The typical interview question will go something like this: “So why do you think you are successful in obstacle racing?”
It’s a question that has given me pause, and has stumped me for as long as I’ve been hurdling over walls and throwing myself under barbed wire. I typically will stumble through it with some answer about a mixture of speed and strength, and how you need both in obstacle racing.
However, it took me a 2014 CrossFit Open workout for me to finally realize the answer to the question that’s been there all along:
I’m not the fastest, and I’m not the strongest, but I’m REALLY good at suffering.
Perhaps almost too good.*
By way of illustration, let’s take CrossFit. Putting aside all the arguments for and against it (NOT going there…just…not…step off that Rogue soapbox), it constitutes the bulk of my training for obstacle racing. And for the past two years, I’ve competed in the CrossFit Open (which, by the way, there is nothing that will make you feel like a more mediocre athlete than to measure yourself by a score against the world’s top CrossFitters…but I digress).

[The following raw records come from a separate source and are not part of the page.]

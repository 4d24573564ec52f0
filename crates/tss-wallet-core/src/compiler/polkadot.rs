//! Polkadot transaction compiler.
//!
//! Encodes a balances transfer-keep-alive extrinsic in SCALE: the call, a
//! mortal era derived from the current block, compact nonce and tip, the
//! spec/transaction version words and the genesis/block hashes. Payloads over
//! 256 bytes are blake2b-hashed before signing, per the extrinsic format;
//! a plain transfer stays under that limit so the preimage is the payload
//! itself. Signatures are raw 64-byte ed25519.

use crate::compiler::{check_family, expect_unsigned, TxCompiler, UnsignedTx};
use crate::signature::{verified_eddsa_signature, SignatureShares};
use crate::{ChainFamily, ChainSpecificFee, Error, Result, SigningPayload};
use blake2::{Blake2b512, Digest};

/// Balances pallet index on Polkadot
const BALANCES_PALLET: u8 = 4;
/// `transfer_keep_alive` call index
const TRANSFER_KEEP_ALIVE: u8 = 3;
/// Mortality window in blocks
const ERA_PERIOD: u64 = 64;

/// Extrinsic mortality
#[derive(Debug, Clone, Copy)]
pub enum Era {
    Immortal,
    Mortal { period: u64, phase: u64 },
}

impl Era {
    /// Mortal era anchored at `current_block`
    pub fn mortal(current_block: u64, period: u64) -> Self {
        let period = period.next_power_of_two().clamp(4, 65536);
        let phase = current_block % period;
        Self::Mortal { period, phase }
    }

    pub fn encode(&self) -> Vec<u8> {
        match self {
            Self::Immortal => vec![0x00],
            Self::Mortal { period, phase } => {
                let quantize_factor = (*period >> 12).max(1);
                let quantized_phase = phase / quantize_factor;
                let period_log2 = period.trailing_zeros() as u16;
                let encoded = (quantized_phase as u16) << 4 | (period_log2 - 1).min(15);
                encoded.to_le_bytes().to_vec()
            }
        }
    }
}

/// Unsigned Polkadot extrinsic
#[derive(Debug, Clone)]
pub struct UnsignedPolkadotTx {
    pub sender: [u8; 32],
    pub dest: [u8; 32],
    pub value: u128,
    pub nonce: u64,
    pub tip: u128,
    pub era: Era,
    pub spec_version: u32,
    pub transaction_version: u32,
    pub genesis_hash: [u8; 32],
    pub block_hash: [u8; 32],
}

impl UnsignedPolkadotTx {
    fn encode_call(&self) -> Vec<u8> {
        let mut call = Vec::with_capacity(40);
        call.push(BALANCES_PALLET);
        call.push(TRANSFER_KEEP_ALIVE);
        call.push(0x00); // MultiAddress::Id
        call.extend_from_slice(&self.dest);
        call.extend_from_slice(&compact_encode(self.value));
        call
    }

    /// Payload the engine signs; hashed when it exceeds 256 bytes
    fn signing_payload(&self) -> Vec<u8> {
        let mut payload = Vec::new();
        payload.extend_from_slice(&self.encode_call());
        payload.extend_from_slice(&self.era.encode());
        payload.extend_from_slice(&compact_encode(u128::from(self.nonce)));
        payload.extend_from_slice(&compact_encode(self.tip));
        payload.extend_from_slice(&self.spec_version.to_le_bytes());
        payload.extend_from_slice(&self.transaction_version.to_le_bytes());
        payload.extend_from_slice(&self.genesis_hash);
        payload.extend_from_slice(&self.block_hash);

        if payload.len() > 256 {
            let mut hasher = Blake2b512::new();
            hasher.update(&payload);
            hasher.finalize()[..32].to_vec()
        } else {
            payload
        }
    }
}

/// Compiler for Polkadot
pub struct PolkadotCompiler;

impl PolkadotCompiler {
    pub fn new() -> Self {
        Self
    }
}

impl Default for PolkadotCompiler {
    fn default() -> Self {
        Self::new()
    }
}

impl TxCompiler for PolkadotCompiler {
    fn family(&self) -> ChainFamily {
        ChainFamily::Polkadot
    }

    fn build_unsigned(&self, payload: &SigningPayload) -> Result<UnsignedTx> {
        check_family(payload, ChainFamily::Polkadot)?;
        let (recent_block_hash, nonce, current_block_number, spec_version, transaction_version, genesis_hash) =
            match &payload.fee {
                ChainSpecificFee::Polkadot {
                    recent_block_hash,
                    nonce,
                    current_block_number,
                    spec_version,
                    transaction_version,
                    genesis_hash,
                } => (
                    recent_block_hash,
                    *nonce,
                    *current_block_number,
                    *spec_version,
                    *transaction_version,
                    genesis_hash,
                ),
                _ => {
                    return Err(Error::InvalidPayload(
                        "Polkadot payload requires era and version fields".to_string(),
                    ))
                }
            };

        Ok(UnsignedTx::Polkadot(UnsignedPolkadotTx {
            sender: decode_ss58(&payload.coin.address)?,
            dest: decode_ss58(&payload.to_address)?,
            value: payload.amount,
            nonce,
            tip: 0,
            era: Era::mortal(current_block_number, ERA_PERIOD),
            spec_version,
            transaction_version,
            genesis_hash: decode_hash32(genesis_hash)?,
            block_hash: decode_hash32(recent_block_hash)?,
        }))
    }

    fn preimage_hashes(&self, unsigned: &UnsignedTx) -> Result<Vec<Vec<u8>>> {
        let tx = expect_unsigned!(unsigned, Polkadot)?;
        Ok(vec![tx.signing_payload()])
    }

    fn compile_signed(
        &self,
        unsigned: &UnsignedTx,
        shares: &SignatureShares,
        public_key: &[u8],
    ) -> Result<String> {
        let tx = expect_unsigned!(unsigned, Polkadot)?;
        let key: [u8; 32] = public_key
            .try_into()
            .map_err(|_| Error::InvalidPublicKey("Polkadot key must be 32 bytes".to_string()))?;
        if key != tx.sender {
            return Err(Error::SignatureVerificationFailed(
                "public key does not match the sender account".to_string(),
            ));
        }

        let preimage = tx.signing_payload();
        let signature = verified_eddsa_signature(&preimage, shares, &key)?;

        let mut data = Vec::new();
        data.push(0x84); // signed extrinsic, version 4
        data.push(0x00); // MultiAddress::Id
        data.extend_from_slice(&tx.sender);
        data.push(0x00); // ed25519 signature type
        data.extend_from_slice(&signature);
        data.extend_from_slice(&tx.era.encode());
        data.extend_from_slice(&compact_encode(u128::from(tx.nonce)));
        data.extend_from_slice(&compact_encode(tx.tip));
        data.extend_from_slice(&tx.encode_call());

        let mut out = compact_encode(data.len() as u128);
        out.extend_from_slice(&data);
        Ok(hex::encode(out))
    }
}

/// SCALE compact encoding
pub(crate) fn compact_encode(value: u128) -> Vec<u8> {
    if value < 0x40 {
        vec![(value << 2) as u8]
    } else if value < 0x4000 {
        (((value << 2) | 0x01) as u16).to_le_bytes().to_vec()
    } else if value < 0x4000_0000 {
        (((value << 2) | 0x02) as u32).to_le_bytes().to_vec()
    } else {
        let bytes_needed = (128 - value.leading_zeros()).div_ceil(8);
        let mut out = vec![((bytes_needed - 4) << 2 | 0x03) as u8];
        for i in 0..bytes_needed {
            out.push((value >> (8 * i)) as u8);
        }
        out
    }
}

fn decode_ss58(address: &str) -> Result<[u8; 32]> {
    let decoded = bs58::decode(address)
        .into_vec()
        .map_err(|e| Error::InvalidPayload(format!("bad SS58 address: {e}")))?;
    if decoded.len() != 35 {
        return Err(Error::InvalidPayload(
            "SS58 address must decode to 35 bytes".to_string(),
        ));
    }
    let mut hasher = Blake2b512::new();
    hasher.update(b"SS58PRE");
    hasher.update(&decoded[..33]);
    let checksum = hasher.finalize();
    if decoded[33..] != checksum[..2] {
        return Err(Error::InvalidPayload("SS58 checksum mismatch".to_string()));
    }
    decoded[1..33]
        .try_into()
        .map_err(|_| Error::Internal("slice length".to_string()))
}

fn decode_hash32(hash_hex: &str) -> Result<[u8; 32]> {
    let stripped = hash_hex.strip_prefix("0x").unwrap_or(hash_hex);
    let bytes = hex::decode(stripped)
        .map_err(|e| Error::InvalidPayload(format!("bad block hash: {e}")))?;
    bytes
        .try_into()
        .map_err(|_| Error::InvalidPayload("block hash must be 32 bytes".to_string()))
}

Anyway, just like with races, I shine at long, high rep, panic-inducing WODs. Give me short and heavy and I die. My Olympic lifting form is wonky, I have a unsteady right shoulder from years of softball and rotator cuff abuse that refuses to lock out in heavy overhead lifts, and I blame my puny squat numbers on extremely awkward and long femurs.
I am, by all measurements, an extremely mediocre Crossfitter (sorry – “CrossFit athlete”). But with two workouts in this year’s CrossFit Open – the first and the last, I excelled, even with a max snatch and a max thruster 50-75% of the most women CrossFit athletes out there. So what was it about those two?
In announcing 14.5 (an absolutely awful combo of thrusters and burpees), one of the CrossFit talking heads said something about the workout being about a willingness to go to a dark place: a willingness to suffer.
Bingo.
What we do in obstacle racing is so much more than being fleet of foot, or having raw strength. It’s enduring the bumps and the bruises, the utter fatigue of a mountainous sandbag carry, or raw and bloody appendages, sometimes on an almost-weekly basis. It’s facing the unexpected and the unknown, and it’s confronting a new course every time you race with different terrain and different obstacles. It’s the mental game that comes into play in longer races, the ability to push yourself into that dark place, and to come out on the other side. It’s about testing your limits, and mentally blocking out the chatter. And it’s the willingness to go back out there, again and again, even when your body is thrashed and exhausted.
Of course, this is all fine and dandy and good to tuck away as an “a-ha”, but listing “suffering” as a strength on an application isn’t going to win you any awards. Unfortunately, being good at suffering is not going to make me that much faster. I’ve got some former road-racing speedsters I need to chase down nowadays. But I suppose if I excel at suffering in CrossFit, I can learn to suffer through speedwork? (heh…heh…)
Likewise being willing to suffer is not going to save me as I fall magnificently on my face competing at the North Central CrossFit Regionals this week (Go Team Foundry!).** But for a girl without much of a stellar athletic past, I think I’ve been surprised how much the ability to suffer can make up for the lack of other, more marketable, skills (at least for the time being).
And yes, it totally explains the Death Races. And World’s Toughest Mudder.
I’ve heard people ask: “how do I get better at obstacle racing?” Or Death Racing, whatevs. Sure, you can give answers about training and nutrition, but from my perspective – it’s the mental side that everyone should hone. It’s the setting aside of boundaries, the mental grit to not just survive, but to compete.
So here’s to suffering: I think all obstacle racers, to some degree, excel in it. Some of us may even thrive in it.*** And it explains why I never feel those damned bloody knees.
*One could argue, for example, an ability to suffer led to ignoring injuries until too late…hence, my recent months on the DL.
** And I LITERALLY will be falling my face, epically, during the max handstand walk event. And the strict HSPUs. Oh dear. Humans were not made to walk on their hands – God gave us feet for a reason. Epic dismounts for everyone! Side note – damn you, gymnasts *shakes fists*
***Now, let me be clear – I’m not advocating that being good at suffering is a GOOD thing, or a “normal” thing. It’s probably not the wisest move in terms of the whole Darwinian natural selection thing. It’d behoove most people to stay away from disease infested waters and carrying axes for 72-hrs. There are plenty of us oddballs out there to take this masochistic abuse – someone smarter than myself should probably be responsible for the fate of the human race.